• **Stored data entries**
________________________________________
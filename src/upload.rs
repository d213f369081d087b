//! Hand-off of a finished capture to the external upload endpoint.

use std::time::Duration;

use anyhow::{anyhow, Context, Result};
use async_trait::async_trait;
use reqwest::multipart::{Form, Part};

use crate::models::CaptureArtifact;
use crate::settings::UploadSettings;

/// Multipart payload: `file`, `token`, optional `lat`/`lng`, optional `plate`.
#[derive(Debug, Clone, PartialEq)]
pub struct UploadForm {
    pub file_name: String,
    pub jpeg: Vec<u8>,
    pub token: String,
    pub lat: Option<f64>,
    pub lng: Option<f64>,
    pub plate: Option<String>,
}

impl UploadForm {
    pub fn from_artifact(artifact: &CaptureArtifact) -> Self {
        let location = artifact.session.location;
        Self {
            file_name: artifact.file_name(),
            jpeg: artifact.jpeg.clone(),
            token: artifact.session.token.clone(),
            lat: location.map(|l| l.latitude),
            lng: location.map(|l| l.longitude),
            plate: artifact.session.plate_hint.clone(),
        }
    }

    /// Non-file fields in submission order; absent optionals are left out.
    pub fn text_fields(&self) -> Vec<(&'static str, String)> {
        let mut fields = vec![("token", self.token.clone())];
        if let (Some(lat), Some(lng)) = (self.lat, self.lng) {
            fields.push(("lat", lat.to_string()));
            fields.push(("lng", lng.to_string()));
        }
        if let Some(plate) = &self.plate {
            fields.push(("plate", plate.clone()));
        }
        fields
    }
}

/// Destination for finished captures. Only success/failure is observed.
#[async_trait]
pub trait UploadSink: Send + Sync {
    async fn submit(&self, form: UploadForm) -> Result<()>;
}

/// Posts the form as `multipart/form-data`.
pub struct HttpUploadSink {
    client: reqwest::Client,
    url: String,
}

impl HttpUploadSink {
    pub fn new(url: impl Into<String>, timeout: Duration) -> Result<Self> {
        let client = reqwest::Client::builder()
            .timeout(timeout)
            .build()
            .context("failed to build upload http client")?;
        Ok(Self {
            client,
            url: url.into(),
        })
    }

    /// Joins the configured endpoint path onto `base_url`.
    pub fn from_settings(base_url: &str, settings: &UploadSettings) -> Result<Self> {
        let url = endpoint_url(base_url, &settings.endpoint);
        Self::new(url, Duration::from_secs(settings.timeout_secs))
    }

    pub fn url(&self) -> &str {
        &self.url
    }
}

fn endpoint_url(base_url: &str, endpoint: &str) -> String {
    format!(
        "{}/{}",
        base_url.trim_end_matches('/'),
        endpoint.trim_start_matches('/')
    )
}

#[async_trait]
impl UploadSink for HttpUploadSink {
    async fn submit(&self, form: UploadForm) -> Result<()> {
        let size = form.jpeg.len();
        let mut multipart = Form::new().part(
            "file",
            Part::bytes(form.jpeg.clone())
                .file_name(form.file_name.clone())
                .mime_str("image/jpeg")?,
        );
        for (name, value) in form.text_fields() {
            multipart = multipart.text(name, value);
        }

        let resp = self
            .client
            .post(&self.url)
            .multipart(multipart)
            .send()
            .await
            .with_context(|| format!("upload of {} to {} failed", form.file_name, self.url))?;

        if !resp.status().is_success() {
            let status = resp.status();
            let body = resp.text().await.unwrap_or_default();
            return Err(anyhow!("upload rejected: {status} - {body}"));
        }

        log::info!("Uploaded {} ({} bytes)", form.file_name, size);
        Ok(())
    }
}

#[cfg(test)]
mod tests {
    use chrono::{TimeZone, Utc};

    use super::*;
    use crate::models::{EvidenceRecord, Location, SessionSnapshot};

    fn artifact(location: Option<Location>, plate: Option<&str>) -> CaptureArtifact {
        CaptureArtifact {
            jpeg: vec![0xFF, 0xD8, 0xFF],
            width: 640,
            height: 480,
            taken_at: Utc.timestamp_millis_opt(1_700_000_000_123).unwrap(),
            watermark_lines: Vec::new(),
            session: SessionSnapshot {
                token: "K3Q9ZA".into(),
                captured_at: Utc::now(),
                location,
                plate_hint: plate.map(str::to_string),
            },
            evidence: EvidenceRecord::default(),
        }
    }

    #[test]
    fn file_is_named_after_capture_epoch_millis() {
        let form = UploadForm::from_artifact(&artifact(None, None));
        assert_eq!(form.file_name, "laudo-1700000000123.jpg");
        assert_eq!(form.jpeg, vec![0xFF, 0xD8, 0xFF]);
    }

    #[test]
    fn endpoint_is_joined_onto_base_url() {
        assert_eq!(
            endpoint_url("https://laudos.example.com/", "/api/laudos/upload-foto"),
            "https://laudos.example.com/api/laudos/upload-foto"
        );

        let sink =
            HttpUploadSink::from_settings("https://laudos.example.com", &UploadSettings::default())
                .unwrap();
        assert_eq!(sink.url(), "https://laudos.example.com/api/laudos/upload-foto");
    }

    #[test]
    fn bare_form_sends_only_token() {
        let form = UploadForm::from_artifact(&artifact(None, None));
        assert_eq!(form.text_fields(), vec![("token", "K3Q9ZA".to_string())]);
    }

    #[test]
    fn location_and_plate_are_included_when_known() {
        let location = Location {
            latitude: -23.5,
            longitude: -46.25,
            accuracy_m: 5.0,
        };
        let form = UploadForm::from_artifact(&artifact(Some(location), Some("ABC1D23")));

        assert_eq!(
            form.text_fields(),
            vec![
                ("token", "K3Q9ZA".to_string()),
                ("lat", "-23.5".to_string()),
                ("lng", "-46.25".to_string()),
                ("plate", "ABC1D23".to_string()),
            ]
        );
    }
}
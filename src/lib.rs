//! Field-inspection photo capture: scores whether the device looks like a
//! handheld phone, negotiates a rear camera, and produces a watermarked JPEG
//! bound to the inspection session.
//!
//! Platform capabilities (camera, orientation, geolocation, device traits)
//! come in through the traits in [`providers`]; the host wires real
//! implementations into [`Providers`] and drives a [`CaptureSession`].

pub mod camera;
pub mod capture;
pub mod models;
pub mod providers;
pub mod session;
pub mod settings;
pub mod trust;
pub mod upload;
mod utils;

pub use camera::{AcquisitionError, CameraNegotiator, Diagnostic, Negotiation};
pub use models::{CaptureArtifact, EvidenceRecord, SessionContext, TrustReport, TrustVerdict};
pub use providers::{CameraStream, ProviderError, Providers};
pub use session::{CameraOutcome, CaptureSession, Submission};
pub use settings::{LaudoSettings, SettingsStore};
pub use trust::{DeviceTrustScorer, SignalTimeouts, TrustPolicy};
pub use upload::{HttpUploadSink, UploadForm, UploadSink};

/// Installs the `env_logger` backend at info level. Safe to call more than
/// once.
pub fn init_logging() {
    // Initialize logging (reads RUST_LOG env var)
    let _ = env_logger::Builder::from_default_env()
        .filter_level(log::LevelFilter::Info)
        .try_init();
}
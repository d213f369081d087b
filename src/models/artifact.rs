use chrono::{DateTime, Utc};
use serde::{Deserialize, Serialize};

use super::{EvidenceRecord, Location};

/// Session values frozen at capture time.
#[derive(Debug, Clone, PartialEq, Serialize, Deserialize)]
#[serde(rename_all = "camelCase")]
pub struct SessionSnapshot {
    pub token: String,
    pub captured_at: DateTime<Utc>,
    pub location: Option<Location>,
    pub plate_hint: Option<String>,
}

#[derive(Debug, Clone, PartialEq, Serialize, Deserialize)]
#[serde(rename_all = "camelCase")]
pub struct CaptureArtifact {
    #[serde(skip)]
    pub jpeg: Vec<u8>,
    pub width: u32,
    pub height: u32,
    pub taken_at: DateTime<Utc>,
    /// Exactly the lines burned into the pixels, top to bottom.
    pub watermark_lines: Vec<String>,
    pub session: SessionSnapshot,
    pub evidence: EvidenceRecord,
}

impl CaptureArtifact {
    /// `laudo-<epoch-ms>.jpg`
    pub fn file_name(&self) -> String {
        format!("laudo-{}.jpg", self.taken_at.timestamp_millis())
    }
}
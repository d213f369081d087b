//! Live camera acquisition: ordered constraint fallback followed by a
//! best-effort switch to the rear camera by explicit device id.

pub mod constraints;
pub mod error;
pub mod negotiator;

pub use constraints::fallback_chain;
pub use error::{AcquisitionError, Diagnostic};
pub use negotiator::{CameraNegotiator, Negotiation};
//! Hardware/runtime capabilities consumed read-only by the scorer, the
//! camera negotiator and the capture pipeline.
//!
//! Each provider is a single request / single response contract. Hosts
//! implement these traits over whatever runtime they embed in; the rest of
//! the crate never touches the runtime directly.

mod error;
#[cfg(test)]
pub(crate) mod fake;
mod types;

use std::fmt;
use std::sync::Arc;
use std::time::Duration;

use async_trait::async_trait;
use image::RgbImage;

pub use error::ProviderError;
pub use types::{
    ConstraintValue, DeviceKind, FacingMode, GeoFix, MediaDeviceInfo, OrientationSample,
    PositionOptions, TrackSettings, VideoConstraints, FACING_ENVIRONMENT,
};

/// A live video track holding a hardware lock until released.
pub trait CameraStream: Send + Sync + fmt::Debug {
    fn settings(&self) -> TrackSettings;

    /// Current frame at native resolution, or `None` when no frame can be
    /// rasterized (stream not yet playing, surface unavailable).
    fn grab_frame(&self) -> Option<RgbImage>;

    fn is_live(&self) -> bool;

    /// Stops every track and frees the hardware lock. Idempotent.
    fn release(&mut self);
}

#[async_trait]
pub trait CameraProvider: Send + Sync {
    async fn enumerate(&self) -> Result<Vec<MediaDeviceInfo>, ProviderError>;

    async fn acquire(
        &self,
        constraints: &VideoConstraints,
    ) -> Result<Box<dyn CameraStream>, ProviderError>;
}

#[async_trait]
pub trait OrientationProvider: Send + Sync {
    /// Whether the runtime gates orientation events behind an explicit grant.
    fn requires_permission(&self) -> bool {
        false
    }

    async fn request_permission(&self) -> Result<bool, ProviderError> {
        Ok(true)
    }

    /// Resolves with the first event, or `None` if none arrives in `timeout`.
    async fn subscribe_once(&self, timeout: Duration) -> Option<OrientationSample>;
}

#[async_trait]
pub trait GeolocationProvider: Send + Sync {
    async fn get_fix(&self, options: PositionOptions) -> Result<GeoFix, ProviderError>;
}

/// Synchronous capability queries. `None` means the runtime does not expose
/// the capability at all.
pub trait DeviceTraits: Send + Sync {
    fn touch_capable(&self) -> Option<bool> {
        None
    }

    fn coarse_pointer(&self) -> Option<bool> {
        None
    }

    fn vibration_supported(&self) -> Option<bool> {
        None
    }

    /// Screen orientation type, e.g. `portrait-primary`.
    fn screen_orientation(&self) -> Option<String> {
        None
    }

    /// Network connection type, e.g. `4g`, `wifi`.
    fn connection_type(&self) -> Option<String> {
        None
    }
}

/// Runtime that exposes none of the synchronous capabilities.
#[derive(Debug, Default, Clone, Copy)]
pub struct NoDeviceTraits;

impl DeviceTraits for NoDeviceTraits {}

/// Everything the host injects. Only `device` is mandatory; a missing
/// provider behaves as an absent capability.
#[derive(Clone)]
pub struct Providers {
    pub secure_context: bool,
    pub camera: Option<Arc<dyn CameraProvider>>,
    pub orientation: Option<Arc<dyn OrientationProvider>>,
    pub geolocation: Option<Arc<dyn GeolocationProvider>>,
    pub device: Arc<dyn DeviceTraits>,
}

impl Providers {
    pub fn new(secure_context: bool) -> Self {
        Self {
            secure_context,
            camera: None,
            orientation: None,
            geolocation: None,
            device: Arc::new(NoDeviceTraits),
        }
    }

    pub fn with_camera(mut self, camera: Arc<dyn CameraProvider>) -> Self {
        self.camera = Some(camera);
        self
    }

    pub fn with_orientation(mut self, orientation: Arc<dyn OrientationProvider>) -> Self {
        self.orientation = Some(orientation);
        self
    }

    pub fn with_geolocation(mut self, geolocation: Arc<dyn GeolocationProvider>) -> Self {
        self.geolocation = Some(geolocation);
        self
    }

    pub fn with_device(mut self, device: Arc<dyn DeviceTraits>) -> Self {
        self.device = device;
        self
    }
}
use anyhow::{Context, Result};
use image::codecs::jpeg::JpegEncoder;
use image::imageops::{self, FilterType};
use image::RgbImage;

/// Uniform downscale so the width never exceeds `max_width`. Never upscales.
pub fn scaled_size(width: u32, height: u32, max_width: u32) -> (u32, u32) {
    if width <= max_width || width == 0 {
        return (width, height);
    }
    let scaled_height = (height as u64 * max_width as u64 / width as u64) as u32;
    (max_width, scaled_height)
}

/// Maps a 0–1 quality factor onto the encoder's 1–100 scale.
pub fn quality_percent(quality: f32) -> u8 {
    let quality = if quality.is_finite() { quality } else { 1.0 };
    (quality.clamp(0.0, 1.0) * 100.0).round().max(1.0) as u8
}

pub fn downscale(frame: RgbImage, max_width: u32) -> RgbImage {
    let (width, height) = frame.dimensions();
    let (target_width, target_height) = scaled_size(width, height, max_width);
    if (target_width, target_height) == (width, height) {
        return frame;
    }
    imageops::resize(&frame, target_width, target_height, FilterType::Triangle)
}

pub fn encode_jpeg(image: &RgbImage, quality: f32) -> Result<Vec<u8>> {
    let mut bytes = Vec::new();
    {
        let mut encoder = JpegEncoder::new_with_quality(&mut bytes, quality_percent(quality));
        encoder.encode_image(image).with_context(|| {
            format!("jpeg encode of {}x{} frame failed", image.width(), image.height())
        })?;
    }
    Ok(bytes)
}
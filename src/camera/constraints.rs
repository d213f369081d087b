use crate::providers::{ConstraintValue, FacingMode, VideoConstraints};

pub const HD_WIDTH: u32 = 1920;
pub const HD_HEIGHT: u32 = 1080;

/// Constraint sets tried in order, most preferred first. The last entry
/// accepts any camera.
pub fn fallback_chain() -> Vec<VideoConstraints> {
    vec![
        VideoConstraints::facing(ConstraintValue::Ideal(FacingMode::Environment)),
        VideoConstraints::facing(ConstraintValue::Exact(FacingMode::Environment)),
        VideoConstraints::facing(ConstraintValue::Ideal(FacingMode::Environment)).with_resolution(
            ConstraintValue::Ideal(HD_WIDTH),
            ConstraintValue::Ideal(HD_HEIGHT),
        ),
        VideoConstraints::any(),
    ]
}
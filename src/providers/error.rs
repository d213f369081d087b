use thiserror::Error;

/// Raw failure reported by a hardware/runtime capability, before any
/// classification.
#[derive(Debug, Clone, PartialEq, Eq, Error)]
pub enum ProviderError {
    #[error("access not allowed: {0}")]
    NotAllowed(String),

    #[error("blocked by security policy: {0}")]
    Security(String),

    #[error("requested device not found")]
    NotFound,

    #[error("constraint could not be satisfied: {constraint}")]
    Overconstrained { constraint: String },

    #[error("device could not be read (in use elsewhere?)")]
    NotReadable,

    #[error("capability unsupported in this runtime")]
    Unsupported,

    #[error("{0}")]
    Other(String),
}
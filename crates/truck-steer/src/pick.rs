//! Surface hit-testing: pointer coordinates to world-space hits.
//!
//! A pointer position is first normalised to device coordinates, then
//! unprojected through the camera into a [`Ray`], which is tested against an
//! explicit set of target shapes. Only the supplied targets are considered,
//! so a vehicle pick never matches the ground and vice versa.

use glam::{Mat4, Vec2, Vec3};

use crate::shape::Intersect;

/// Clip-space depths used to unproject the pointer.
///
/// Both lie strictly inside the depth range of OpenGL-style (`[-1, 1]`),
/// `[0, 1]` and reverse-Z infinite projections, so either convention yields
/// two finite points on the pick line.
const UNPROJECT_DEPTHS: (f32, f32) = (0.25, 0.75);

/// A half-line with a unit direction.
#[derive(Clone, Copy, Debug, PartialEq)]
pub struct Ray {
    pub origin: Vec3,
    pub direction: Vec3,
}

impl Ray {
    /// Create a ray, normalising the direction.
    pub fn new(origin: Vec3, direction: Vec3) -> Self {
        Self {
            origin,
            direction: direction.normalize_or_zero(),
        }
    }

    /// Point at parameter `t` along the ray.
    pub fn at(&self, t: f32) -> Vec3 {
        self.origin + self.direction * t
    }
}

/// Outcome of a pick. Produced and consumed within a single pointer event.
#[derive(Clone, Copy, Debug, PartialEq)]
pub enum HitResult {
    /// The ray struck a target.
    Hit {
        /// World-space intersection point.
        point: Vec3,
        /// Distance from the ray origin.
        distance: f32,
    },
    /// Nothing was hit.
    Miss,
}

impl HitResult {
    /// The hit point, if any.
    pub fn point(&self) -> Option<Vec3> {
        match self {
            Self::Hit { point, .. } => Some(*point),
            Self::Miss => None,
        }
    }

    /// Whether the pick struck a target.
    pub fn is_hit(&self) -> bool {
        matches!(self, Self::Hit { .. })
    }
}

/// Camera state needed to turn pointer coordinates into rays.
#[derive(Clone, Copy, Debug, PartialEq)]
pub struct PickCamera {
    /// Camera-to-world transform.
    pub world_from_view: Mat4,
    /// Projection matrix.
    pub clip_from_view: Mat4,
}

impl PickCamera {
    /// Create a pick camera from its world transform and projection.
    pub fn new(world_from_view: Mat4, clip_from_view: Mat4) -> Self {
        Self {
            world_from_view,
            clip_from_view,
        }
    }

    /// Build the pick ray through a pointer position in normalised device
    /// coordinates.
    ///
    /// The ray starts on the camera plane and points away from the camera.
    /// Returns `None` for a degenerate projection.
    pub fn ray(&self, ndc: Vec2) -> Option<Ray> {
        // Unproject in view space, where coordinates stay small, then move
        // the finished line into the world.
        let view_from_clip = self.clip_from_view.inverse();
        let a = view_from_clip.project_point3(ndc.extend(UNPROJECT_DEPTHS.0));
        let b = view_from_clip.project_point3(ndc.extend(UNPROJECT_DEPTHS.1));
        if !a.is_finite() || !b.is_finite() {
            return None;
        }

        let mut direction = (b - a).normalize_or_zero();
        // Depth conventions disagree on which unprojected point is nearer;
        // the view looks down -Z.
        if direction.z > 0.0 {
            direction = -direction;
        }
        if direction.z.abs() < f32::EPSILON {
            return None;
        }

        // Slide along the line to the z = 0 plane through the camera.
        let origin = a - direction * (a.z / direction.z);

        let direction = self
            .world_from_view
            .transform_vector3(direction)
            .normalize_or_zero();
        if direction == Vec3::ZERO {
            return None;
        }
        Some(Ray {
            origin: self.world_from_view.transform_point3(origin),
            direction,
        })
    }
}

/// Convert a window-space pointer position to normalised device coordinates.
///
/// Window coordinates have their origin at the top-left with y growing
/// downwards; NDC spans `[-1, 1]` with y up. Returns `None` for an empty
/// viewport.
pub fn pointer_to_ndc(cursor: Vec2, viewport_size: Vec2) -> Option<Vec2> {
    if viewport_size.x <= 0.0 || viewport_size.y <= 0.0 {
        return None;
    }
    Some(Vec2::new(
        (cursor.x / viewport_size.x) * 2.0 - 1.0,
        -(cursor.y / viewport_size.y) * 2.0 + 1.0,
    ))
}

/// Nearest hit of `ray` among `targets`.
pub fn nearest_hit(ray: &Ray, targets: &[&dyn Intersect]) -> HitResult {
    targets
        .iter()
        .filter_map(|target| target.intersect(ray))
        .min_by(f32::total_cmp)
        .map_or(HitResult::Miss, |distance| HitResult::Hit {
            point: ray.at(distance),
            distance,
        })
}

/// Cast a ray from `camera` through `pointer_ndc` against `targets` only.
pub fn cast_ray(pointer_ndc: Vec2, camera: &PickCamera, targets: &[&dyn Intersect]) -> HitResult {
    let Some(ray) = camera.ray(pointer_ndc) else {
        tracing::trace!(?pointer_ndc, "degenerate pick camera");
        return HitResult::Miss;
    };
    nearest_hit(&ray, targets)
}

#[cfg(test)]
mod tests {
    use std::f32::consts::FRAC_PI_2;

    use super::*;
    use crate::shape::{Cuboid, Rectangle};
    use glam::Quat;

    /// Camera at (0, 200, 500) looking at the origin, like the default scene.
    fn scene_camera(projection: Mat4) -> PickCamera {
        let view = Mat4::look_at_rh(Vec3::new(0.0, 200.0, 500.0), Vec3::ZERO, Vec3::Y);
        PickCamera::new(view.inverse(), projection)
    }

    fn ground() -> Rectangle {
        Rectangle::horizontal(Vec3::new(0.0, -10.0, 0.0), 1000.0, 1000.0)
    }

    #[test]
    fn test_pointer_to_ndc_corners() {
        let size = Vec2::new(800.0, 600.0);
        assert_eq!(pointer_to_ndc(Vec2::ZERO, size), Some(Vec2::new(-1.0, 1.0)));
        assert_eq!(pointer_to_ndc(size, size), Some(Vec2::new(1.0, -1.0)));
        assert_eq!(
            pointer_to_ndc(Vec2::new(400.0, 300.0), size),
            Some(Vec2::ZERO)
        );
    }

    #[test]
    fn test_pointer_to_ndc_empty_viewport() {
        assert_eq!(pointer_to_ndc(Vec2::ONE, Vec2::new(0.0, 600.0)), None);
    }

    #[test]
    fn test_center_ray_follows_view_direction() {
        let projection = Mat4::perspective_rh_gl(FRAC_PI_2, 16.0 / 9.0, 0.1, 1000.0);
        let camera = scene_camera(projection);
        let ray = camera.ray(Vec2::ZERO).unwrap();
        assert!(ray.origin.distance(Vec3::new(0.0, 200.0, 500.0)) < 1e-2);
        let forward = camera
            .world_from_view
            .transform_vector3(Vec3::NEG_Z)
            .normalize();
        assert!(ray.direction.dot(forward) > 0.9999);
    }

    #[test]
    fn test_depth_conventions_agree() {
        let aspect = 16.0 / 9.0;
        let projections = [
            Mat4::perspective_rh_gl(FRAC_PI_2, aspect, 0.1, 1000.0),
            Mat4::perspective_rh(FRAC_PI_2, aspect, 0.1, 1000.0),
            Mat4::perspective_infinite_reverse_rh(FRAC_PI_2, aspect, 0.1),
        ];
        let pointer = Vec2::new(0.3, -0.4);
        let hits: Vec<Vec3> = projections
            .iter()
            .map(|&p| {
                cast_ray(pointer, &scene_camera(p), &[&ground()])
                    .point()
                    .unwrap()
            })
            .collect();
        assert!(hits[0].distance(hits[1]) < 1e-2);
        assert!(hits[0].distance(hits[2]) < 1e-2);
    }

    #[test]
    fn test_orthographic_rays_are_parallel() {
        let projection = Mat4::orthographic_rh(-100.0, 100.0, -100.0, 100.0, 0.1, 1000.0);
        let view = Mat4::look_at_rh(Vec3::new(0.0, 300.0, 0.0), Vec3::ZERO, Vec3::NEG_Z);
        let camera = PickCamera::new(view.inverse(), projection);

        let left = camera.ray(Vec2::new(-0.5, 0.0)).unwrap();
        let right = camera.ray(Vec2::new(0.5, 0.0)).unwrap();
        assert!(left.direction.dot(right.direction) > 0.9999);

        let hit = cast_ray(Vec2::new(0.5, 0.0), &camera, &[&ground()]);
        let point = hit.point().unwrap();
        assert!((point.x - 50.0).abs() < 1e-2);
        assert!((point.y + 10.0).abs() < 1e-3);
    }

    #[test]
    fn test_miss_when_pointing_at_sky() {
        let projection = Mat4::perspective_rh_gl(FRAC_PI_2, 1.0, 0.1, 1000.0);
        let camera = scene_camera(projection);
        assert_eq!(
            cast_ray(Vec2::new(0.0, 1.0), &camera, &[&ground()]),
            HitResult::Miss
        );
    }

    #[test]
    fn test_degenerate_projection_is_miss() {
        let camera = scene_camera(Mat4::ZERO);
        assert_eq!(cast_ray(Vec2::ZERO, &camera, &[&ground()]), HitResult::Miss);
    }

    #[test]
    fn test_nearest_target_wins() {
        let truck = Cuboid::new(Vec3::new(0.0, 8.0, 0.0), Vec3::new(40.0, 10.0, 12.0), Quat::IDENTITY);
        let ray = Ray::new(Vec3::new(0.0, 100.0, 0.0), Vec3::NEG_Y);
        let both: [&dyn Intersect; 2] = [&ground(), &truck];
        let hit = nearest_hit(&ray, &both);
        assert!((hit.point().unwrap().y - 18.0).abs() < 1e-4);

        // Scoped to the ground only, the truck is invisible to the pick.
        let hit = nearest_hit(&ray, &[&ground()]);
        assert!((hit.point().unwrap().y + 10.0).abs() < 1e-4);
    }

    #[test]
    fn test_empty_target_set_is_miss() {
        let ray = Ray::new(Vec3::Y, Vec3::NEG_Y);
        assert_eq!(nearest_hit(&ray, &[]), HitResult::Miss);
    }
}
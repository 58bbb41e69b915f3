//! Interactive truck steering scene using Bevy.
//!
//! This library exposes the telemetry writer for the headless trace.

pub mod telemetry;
________________________________________
• **EXERCISE BRIEF**
Look above for the line with "assert!(hits[0].distance(hits[2]) < 1e-2);" and the line with "let ray = Ray::new(Vec3::new(0.0, 100.0, 0.0), Vec3::NEG_Y);". Write out those two lines and all the lines between them, exactly, and no others.

• **TASK RESULT**
        assert!(hits[0].distance(hits[2]) < 1e-2);
    }

    #[test]
    fn test_orthographic_rays_are_parallel() {
        let projection = Mat4::orthographic_rh(-100.0, 100.0, -100.0, 100.0, 0.1, 1000.0);
        let view = Mat4::look_at_rh(Vec3::new(0.0, 300.0, 0.0), Vec3::ZERO, Vec3::NEG_Z);
        let camera = PickCamera::new(view.inverse(), projection);

        let left = camera.ray(Vec2::new(-0.5, 0.0)).unwrap();
        let right = camera.ray(Vec2::new(0.5, 0.0)).unwrap();
        assert!(left.direction.dot(right.direction) > 0.9999);

        let hit = cast_ray(Vec2::new(0.5, 0.0), &camera, &[&ground()]);
        let point = hit.point().unwrap();
        assert!((point.x - 50.0).abs() < 1e-2);
        assert!((point.y + 10.0).abs() < 1e-3);
    }

    #[test]
    fn test_miss_when_pointing_at_sky() {
        let projection = Mat4::perspective_rh_gl(FRAC_PI_2, 1.0, 0.1, 1000.0);
        let camera = scene_camera(projection);
        assert_eq!(
            cast_ray(Vec2::new(0.0, 1.0), &camera, &[&ground()]),
            HitResult::Miss
        );
    }

    #[test]
    fn test_degenerate_projection_is_miss() {
        let camera = scene_camera(Mat4::ZERO);
        assert_eq!(cast_ray(Vec2::ZERO, &camera, &[&ground()]), HitResult::Miss);
    }

    #[test]
    fn test_nearest_target_wins() {
        let truck = Cuboid::new(Vec3::new(0.0, 8.0, 0.0), Vec3::new(40.0, 10.0, 12.0), Quat::IDENTITY);
        let ray = Ray::new(Vec3::new(0.0, 100.0, 0.0), Vec3::NEG_Y);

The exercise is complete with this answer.